A ball that New York Yankees legend Lou Gehrig (a.k.a. “the Iron Horse”) hit into the bleachers in Game #2 of the 1928 World Series is expected to fetch about $200,000 at auction.
The ball has been in the hands of the Gott family for 84 years, and it is being auctioned to help pay Michael Gott’s medical school tuition.
So it seems that the Gotts “got game.”
The ball was caught (and dropped) by Buddy Kurland, Michael’s great great uncle, but Kurland’s seatmate picked up it and handed to him, and the rest is history.
As reported by the Los Angeles Times…
For years, the baseball sat on display in the window of Buddy Kurland’s shop in South Manchester, Conn., but eventually it ended up in a drawer in Elizabeth Gott’s Stamford, Conn., home. With her 30-year-old son’s medical school loans nearing $200,000, she said, it seemed like the right time to sell the ball.
The transaction is being handled by Hunt Actions, the same firm that will be auctioning Jim Palmer’s memorabilia. The firm is accepting online pre-bids for the Gehrig baseball through July 9. At this writing, the highest online bid is $49,500. The actual auction will apparently take place live and in person at the Kansas City Convention Center in conjunction with the MLB All-Star Game. The Hunt website notes that Lou Gehrig baseballs are “exceedingly rare.”

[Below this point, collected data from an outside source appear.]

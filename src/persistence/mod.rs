//! Cart persistence
//!
//! Round-trips the cart to a single storage key as a JSON array of entries.
//! Keys written by earlier generations of the cart are deleted on every load;
//! their contents are never migrated.

use rust_decimal::Decimal;
use rustc_hash::FxHashSet;
use smallvec::SmallVec;
use thiserror::Error;
use tracing::{debug, warn};

use crate::entries::CartEntry;

pub mod file;
pub mod memory;
pub mod storage;

pub use file::FileStorage;
pub use memory::{MemoryStorage, StorageEvent, WatcherKey};
pub use storage::{Storage, StorageError};

/// Key holding the current cart.
pub const DEFAULT_STORAGE_KEY: &str = "cart-items";

/// Keys used by earlier versions of the cart.
pub const LEGACY_STORAGE_KEYS: [&str; 2] = ["cart", "cartItems"];

/// Errors reading the persisted cart.
#[derive(Debug, Error)]
pub enum PersistenceError {
    /// The storage back end failed
    #[error(transparent)]
    Storage(#[from] StorageError),

    /// The stored value is not a JSON array of cart entries
    #[error("malformed cart data: {0}")]
    Malformed(#[from] serde_json::Error),
}

/// Outcome of writing the cart.
#[derive(Debug, Clone, Copy, PartialEq, Eq)]
pub enum Persisted {
    /// The entries were written under the cart key.
    Written,

    /// The cart was empty, so the key was deleted.
    Cleared,

    /// The storage rejected the write; details were logged.
    Failed,
}

/// Reads and writes the cart under one storage key.
#[derive(Debug, Clone)]
pub struct CartPersistence<S: Storage> {
    storage: S,
    key: String,
    legacy_keys: SmallVec<[String; 2]>,
}

impl<S: Storage> CartPersistence<S> {
    /// Persistence under [`DEFAULT_STORAGE_KEY`], cleaning up [`LEGACY_STORAGE_KEYS`].
    pub fn new(storage: S) -> Self {
        Self::with_keys(storage, DEFAULT_STORAGE_KEY, LEGACY_STORAGE_KEYS)
    }

    /// Persistence under a custom key and legacy key list.
    pub fn with_keys<K: Into<String>>(
        storage: S,
        key: impl Into<String>,
        legacy_keys: impl IntoIterator<Item = K>,
    ) -> Self {
        let key = key.into();

        Self {
            legacy_keys: legacy_keys
                .into_iter()
                .map(Into::into)
                .filter(|legacy| *legacy != key)
                .collect(),
            storage,
            key,
        }
    }

    /// Key the cart is stored under.
    pub fn key(&self) -> &str {
        &self.key
    }

    /// The underlying storage.
    pub fn storage(&self) -> &S {
        &self.storage
    }

    /// Loads the cart, treating any failure as an empty cart.
    pub fn load(&self) -> Vec<CartEntry> {
        self.read().unwrap_or_else(|error| {
            warn!(key = %self.key, %error, "could not load cart, starting empty");
            Vec::new()
        })
    }

    /// Loads the cart, reporting why it could not be read.
    ///
    /// Legacy keys are deleted whether or not the read succeeds. Rows without
    /// an id or units, rows repeating an id and rows that would overflow the
    /// cart total are dropped; configuration-equal rows are folded into the
    /// first of them.
    ///
    /// # Errors
    ///
    /// - [`PersistenceError::Storage`]: the storage could not be read.
    /// - [`PersistenceError::Malformed`]: the stored value is not a list of entries.
    pub fn read(&self) -> Result<Vec<CartEntry>, PersistenceError> {
        self.remove_legacy_keys();

        let Some(raw) = self.storage.get_item(&self.key)? else {
            return Ok(Vec::new());
        };

        let entries: Vec<CartEntry> = serde_json::from_str(&raw)?;

        Ok(sanitize(entries))
    }

    /// Writes the cart. An empty cart deletes the key instead.
    pub fn save(&self, entries: &[CartEntry]) -> Persisted {
        if entries.is_empty() {
            return match self.storage.remove_item(&self.key) {
                Ok(()) => Persisted::Cleared,
                Err(error) => {
                    warn!(key = %self.key, %error, "could not clear stored cart");
                    Persisted::Failed
                }
            };
        }

        let json = match serde_json::to_string(entries) {
            Ok(json) => json,
            Err(error) => {
                warn!(key = %self.key, %error, "could not serialize cart");
                return Persisted::Failed;
            }
        };

        match self.storage.set_item(&self.key, &json) {
            Ok(()) => Persisted::Written,
            Err(error) => {
                warn!(key = %self.key, %error, "could not save cart");
                Persisted::Failed
            }
        }
    }

    fn remove_legacy_keys(&self) {
        for legacy in &self.legacy_keys {
            if let Err(error) = self.storage.remove_item(legacy) {
                debug!(key = %legacy, %error, "could not remove legacy cart key");
            }
        }
    }
}

fn sanitize(entries: Vec<CartEntry>) -> Vec<CartEntry> {
    let mut seen = FxHashSet::default();
    let mut running_total = Decimal::ZERO;
    let mut kept: Vec<CartEntry> = Vec::with_capacity(entries.len());

    for mut entry in entries {
        if entry.id.is_empty() || !entry.normalize() {
            warn!(id = %entry.id, "dropping stored cart entry without id or quantity");
            continue;
        }

        if !seen.insert(entry.id.clone()) {
            warn!(id = %entry.id, "dropping stored cart entry with duplicate id");
            continue;
        }

        let Some(total) = running_total.checked_add(entry.total_price) else {
            warn!(
                id = %entry.id,
                "dropping stored cart entry whose price overflows the cart total"
            );
            continue;
        };

        running_total = total;

        if let Some(existing) = kept
            .iter_mut()
            .find(|existing| existing.is_configuration_equal(&entry))
        {
            debug!(id = %existing.id, absorbed = %entry.id, "folding equal stored cart entries");
            existing.absorb(&entry);
            continue;
        }

        kept.push(entry);
    }

    kept
}

#[cfg(test)]
mod tests {
    use rust_decimal::dec;
    use testresult::TestResult;

    use crate::{
        configurator::{Selections, configure},
        products::ProductDefinition,
    };

    use super::*;

    fn store_raw(storage: &MemoryStorage, entries: &[CartEntry]) -> TestResult {
        storage.set_item(DEFAULT_STORAGE_KEY, &serde_json::to_string(entries)?)?;

        Ok(())
    }

    fn plain(id: &str, quantity: u32) -> CartEntry {
        let product = ProductDefinition::new("burger", "Burger", dec!(20));

        configure(&product, Selections::new().quantity(quantity).existing_id(id))
    }

    /// A row whose note makes it distinct from every other id.
    fn entry(id: &str, quantity: u32) -> CartEntry {
        let mut entry = plain(id, quantity);
        entry.observation = format!("for {id}");
        entry
    }

    #[test]
    fn missing_key_loads_empty_cart() {
        let persistence = CartPersistence::new(MemoryStorage::new());

        assert!(persistence.load().is_empty());
    }

    #[test]
    fn malformed_values_load_empty_cart() -> TestResult {
        let storage = MemoryStorage::new();
        let persistence = CartPersistence::new(&storage);

        for raw in ["not json", r#"{"id":"x"}"#, r#"[{"id":"x"}]"#, "42"] {
            storage.set_item(DEFAULT_STORAGE_KEY, raw)?;

            assert!(
                matches!(persistence.read(), Err(PersistenceError::Malformed(_))),
                "expected {raw:?} to be rejected"
            );
            assert!(persistence.load().is_empty());
        }

        Ok(())
    }

    #[test]
    fn unavailable_storage_loads_empty_cart() {
        let storage = MemoryStorage::new();
        storage.set_available(false);
        let persistence = CartPersistence::new(&storage);

        assert!(matches!(
            persistence.read(),
            Err(PersistenceError::Storage(StorageError::Unavailable))
        ));
        assert!(persistence.load().is_empty());
    }

    #[test]
    fn save_then_load_round_trips() {
        let persistence = CartPersistence::new(MemoryStorage::new());
        let entries = vec![entry("a", 1), entry("b", 2)];

        assert_eq!(persistence.save(&entries), Persisted::Written);
        assert_eq!(persistence.load(), entries);
    }

    #[test]
    fn saving_loaded_cart_is_a_fixed_point() -> TestResult {
        let storage = MemoryStorage::new();
        let persistence = CartPersistence::new(&storage);

        persistence.save(&[entry("a", 1), entry("b", 3)]);
        let before = storage.get_item(DEFAULT_STORAGE_KEY)?;

        persistence.save(&persistence.load());

        assert_eq!(storage.get_item(DEFAULT_STORAGE_KEY)?, before);

        Ok(())
    }

    #[test]
    fn empty_cart_deletes_the_key() {
        let storage = MemoryStorage::new();
        let persistence = CartPersistence::new(&storage);

        persistence.save(&[entry("a", 1)]);

        assert_eq!(persistence.save(&[]), Persisted::Cleared);
        assert!(!storage.contains_key(DEFAULT_STORAGE_KEY));
    }

    #[test]
    fn load_deletes_legacy_keys() -> TestResult {
        let storage = MemoryStorage::new();
        let persistence = CartPersistence::new(&storage);

        storage.set_item("cart", "garbage")?;
        storage.set_item("cartItems", "[]")?;

        persistence.load();

        assert!(!storage.contains_key("cart"));
        assert!(!storage.contains_key("cartItems"));

        Ok(())
    }

    #[test]
    fn current_key_is_never_treated_as_legacy() {
        let storage = MemoryStorage::new();
        let persistence = CartPersistence::with_keys(&storage, "cart", ["cart", "old"]);

        persistence.save(&[entry("a", 1)]);

        assert_eq!(persistence.load().len(), 1);
        assert!(storage.contains_key("cart"));
    }

    #[test]
    fn failed_write_is_reported_not_raised() {
        let storage = MemoryStorage::with_quota(16);
        let persistence = CartPersistence::new(&storage);

        assert_eq!(persistence.save(&[entry("a", 1)]), Persisted::Failed);
    }

    #[test]
    fn load_drops_invalid_and_duplicate_rows() -> TestResult {
        let storage = MemoryStorage::new();
        let persistence = CartPersistence::new(&storage);

        let mut zero = entry("zero", 1);
        zero.quantity = 0;

        let raw = serde_json::to_string(&[entry("a", 1), zero, entry("a", 2), entry("", 1)])?;
        storage.set_item(DEFAULT_STORAGE_KEY, &raw)?;

        let loaded = persistence.load();

        assert_eq!(loaded, vec![entry("a", 1)]);

        Ok(())
    }

    #[test]
    fn load_folds_configuration_equal_rows() -> TestResult {
        let storage = MemoryStorage::new();
        let persistence = CartPersistence::new(&storage);

        store_raw(&storage, &[plain("r1", 1), plain("r2", 2)])?;

        let loaded = persistence.load();

        assert_eq!(loaded.len(), 1, "equal rows should be folded: {loaded:?}");

        let row = loaded.first().ok_or("no rows loaded")?;

        assert_eq!(row.id, "r1");
        assert_eq!(row.quantity, 3);
        assert_eq!(row.total_price, dec!(60));

        Ok(())
    }

    #[test]
    fn load_drops_rows_that_overflow_the_total() -> TestResult {
        let storage = MemoryStorage::new();
        let persistence = CartPersistence::new(&storage);

        let mut first = serde_json::to_value(entry("a", 1))?;
        let mut second = serde_json::to_value(entry("b", 1))?;

        first["totalPrice"] = serde_json::json!(5e28);
        second["totalPrice"] = serde_json::json!(5e28);

        storage.set_item(
            DEFAULT_STORAGE_KEY,
            &serde_json::to_string(&[first, second])?,
        )?;

        let loaded = persistence.load();

        assert_eq!(
            loaded.iter().map(|row| row.id.as_str()).collect::<Vec<_>>(),
            ["a"]
        );
        assert!(crate::pricing::checked_total_price(&loaded).is_some());

        Ok(())
    }
}
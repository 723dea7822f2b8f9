//! Key-value storage

use std::io;

use thiserror::Error;

/// Errors raised by a storage back end.
#[derive(Debug, Error)]
pub enum StorageError {
    /// IO error from a file-backed store
    #[error("storage IO failed: {0}")]
    Io(#[from] io::Error),

    /// Writing would exceed the storage quota
    #[error("storage quota of {limit} bytes exceeded ({attempted} bytes requested)")]
    QuotaExceeded {
        /// Quota in bytes
        limit: usize,
        /// Bytes the write would have used
        attempted: usize,
    },

    /// Storage is disabled or otherwise unreachable
    #[error("storage is unavailable")]
    Unavailable,

    /// The key cannot be used by this back end
    #[error("invalid storage key: {0}")]
    InvalidKey(String),
}

/// String key-value storage shaped like the browser's `localStorage`.
pub trait Storage {
    /// Reads the value stored under `key`.
    ///
    /// # Errors
    ///
    /// Returns a [`StorageError`] if the back end cannot be read.
    fn get_item(&self, key: &str) -> Result<Option<String>, StorageError>;

    /// Stores `value` under `key`, replacing any previous value.
    ///
    /// # Errors
    ///
    /// Returns a [`StorageError`] if the value cannot be written.
    fn set_item(&self, key: &str, value: &str) -> Result<(), StorageError>;

    /// Deletes `key`. Deleting a missing key is not an error.
    ///
    /// # Errors
    ///
    /// Returns a [`StorageError`] if the back end cannot be written.
    fn remove_item(&self, key: &str) -> Result<(), StorageError>;
}

impl<S: Storage + ?Sized> Storage for &S {
    fn get_item(&self, key: &str) -> Result<Option<String>, StorageError> {
        (**self).get_item(key)
    }

    fn set_item(&self, key: &str, value: &str) -> Result<(), StorageError> {
        (**self).set_item(key, value)
    }

    fn remove_item(&self, key: &str) -> Result<(), StorageError> {
        (**self).remove_item(key)
    }
}
use std::io::Write;

use clap::Args;

use cartkit::{config::CartConfig, sync::SyncChannel};

use super::CliError;

#[derive(Debug, Args)]
pub(super) struct QuantityArgs {
    /// Row id
    id: String,

    /// New number of units; below 1 removes the row
    #[arg(allow_negative_numbers = true)]
    quantity: i64,
}

pub(super) fn run(
    args: &QuantityArgs,
    config: &CartConfig,
    out: &mut impl Write,
) -> Result<(), CliError> {
    let mut store = config.open_store(SyncChannel::new());

    if !store.update_quantity(&args.id, args.quantity) {
        return Err(CliError::UnknownRow(args.id.clone()));
    }

    match store.get(&args.id) {
        Some(entry) => writeln!(
            out,
            "{}: x{} {}",
            entry.id,
            entry.quantity,
            store.total_money()?
        )?,
        None => writeln!(out, "{} removed", args.id)?,
    }

    Ok(())
}
//! Pricing
//!
//! All amounts are decimals in the shop's currency, rounded to two places
//! after every arithmetic step so accumulated totals stay stable.

use rust_decimal::{Decimal, RoundingStrategy, prelude::ToPrimitive};
use rusty_money::{Money, iso::Currency};
use thiserror::Error;

use crate::entries::CartEntry;

/// Decimal places kept for every stored amount.
pub const MONEY_SCALE: u32 = 2;

/// Errors that can occur while presenting amounts as money.
#[derive(Debug, Error, PartialEq)]
pub enum PricingError {
    /// The amount does not fit the currency's minor units.
    #[error("amount {0} cannot be represented in minor units")]
    OutOfRange(Decimal),
}

/// Rounds an amount to [`MONEY_SCALE`] places, midpoints away from zero.
pub fn round_money(amount: Decimal) -> Decimal {
    amount.round_dp_with_strategy(MONEY_SCALE, RoundingStrategy::MidpointAwayFromZero)
}

/// Price of `quantity` units at `unit_price` each.
///
/// Saturates at the bounds of [`Decimal`] instead of overflowing.
pub fn line_total(unit_price: Decimal, quantity: u32) -> Decimal {
    round_money(unit_price.saturating_mul(Decimal::from(quantity)))
}

/// Sum of two totals, rounded. Saturates like [`line_total`].
pub fn add_totals(left: Decimal, right: Decimal) -> Decimal {
    round_money(left.saturating_add(right))
}

/// Rescales a line total to a new quantity using the unit price baked into it.
///
/// A zero `old_quantity` carries no unit price, so the total is returned as is.
pub fn scale_total(old_total: Decimal, old_quantity: u32, new_quantity: u32) -> Decimal {
    let Some(unit_price) = old_total.checked_div(Decimal::from(old_quantity)) else {
        return old_total;
    };

    round_money(unit_price.saturating_mul(Decimal::from(new_quantity)))
}

/// Calculates the total price of a list of cart entries.
pub fn total_price(entries: &[CartEntry]) -> Decimal {
    round_money(
        entries
            .iter()
            .fold(Decimal::ZERO, |sum, entry| sum.saturating_add(entry.total_price)),
    )
}

/// Total price of a list of cart entries, or `None` if the sum overflows.
pub fn checked_total_price(entries: &[CartEntry]) -> Option<Decimal> {
    entries
        .iter()
        .try_fold(Decimal::ZERO, |sum, entry| sum.checked_add(entry.total_price))
        .map(round_money)
}

/// Converts an amount into [`Money`] in the given currency.
///
/// # Errors
///
/// - [`PricingError::OutOfRange`]: the amount overflows the currency's minor units.
pub fn to_money(
    amount: Decimal,
    currency: &'static Currency,
) -> Result<Money<'static, Currency>, PricingError> {
    let factor = Decimal::from(10_u64.pow(currency.exponent));

    let minor_units = amount
        .checked_mul(factor)
        .and_then(|value| value.round_dp(0).to_i64())
        .ok_or(PricingError::OutOfRange(amount))?;

    Ok(Money::from_minor(minor_units, currency))
}
use clap::Args;

use cartkit::configurator::Selections;

/// Sides are cleared with this value.
const NO_SIDE: &str = "none";

/// Selection flags shared by `add` and `edit`.
#[derive(Debug, Args)]
pub(super) struct SelectionArgs {
    /// Side to serve with the product, or `none`
    #[arg(long)]
    side: Option<String>,

    /// Extra as `id=quantity`; a quantity of 0 deselects it
    #[arg(long = "extra", value_name = "ID=QTY", value_parser = option_quantity)]
    extras: Vec<(String, u32)>,

    /// Sauce as `id=quantity`; a quantity of 0 deselects it
    #[arg(long = "sauce", value_name = "ID=QTY", value_parser = option_quantity)]
    sauces: Vec<(String, u32)>,

    /// Addon to include
    #[arg(long = "addon", value_name = "ID")]
    addons: Vec<String>,

    /// Addon to leave out
    #[arg(long = "without-addon", value_name = "ID")]
    without_addons: Vec<String>,

    /// Note for the kitchen
    #[arg(long)]
    note: Option<String>,
}

impl SelectionArgs {
    /// Layers the flags over existing selections.
    pub(super) fn apply(self, mut selections: Selections) -> Selections {
        if let Some(side) = &self.side {
            selections = selections.side(Some(side.as_str()).filter(|id| *id != NO_SIDE));
        }

        for (id, quantity) in self.extras {
            selections = selections.extra(id, quantity);
        }

        for (id, quantity) in self.sauces {
            selections = selections.sauce(id, quantity);
        }

        for id in self.addons {
            selections = selections.addon(id);
        }

        for id in &self.without_addons {
            selections = selections.without_addon(id);
        }

        if let Some(note) = self.note {
            selections = selections.observation(note);
        }

        selections
    }
}

fn option_quantity(value: &str) -> Result<(String, u32), String> {
    let (id, quantity) = value
        .split_once('=')
        .ok_or_else(|| format!("expected ID=QTY, got `{value}`"))?;

    if id.is_empty() {
        return Err(format!("missing option id in `{value}`"));
    }

    let quantity = quantity
        .trim()
        .parse()
        .map_err(|error| format!("invalid quantity in `{value}`: {error}"))?;

    Ok((id.trim().to_string(), quantity))
}

#[cfg(test)]
mod tests {
    use super::*;

    #[test]
    fn parses_option_quantity() {
        assert_eq!(option_quantity("bacon=2"), Ok(("bacon".to_string(), 2)));
        assert!(option_quantity("bacon").is_err());
        assert!(option_quantity("=2").is_err());
        assert!(option_quantity("bacon=-1").is_err());
    }
}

Michael Gott’s mother Elizabeth told the media that “[The ball] should be in the hands of someone who really loves it and has a passion for it. Right now we have a passion for my son and his career.” The October 5, 1928 Lou Gehrig home run was a three-run jack that helped the Yankees prevail over the St. Louis Cardinals by a score of 9-3.
Former Yankee Don Larsen, who pitched a perfect game in the 1956 World Series, recently decided to auction his game uniform to pay for his grandsons’ college tuition.
Lou Gehrig’s life was tragically cut short by ALS, which later became known as Lou Gehrig’s disease.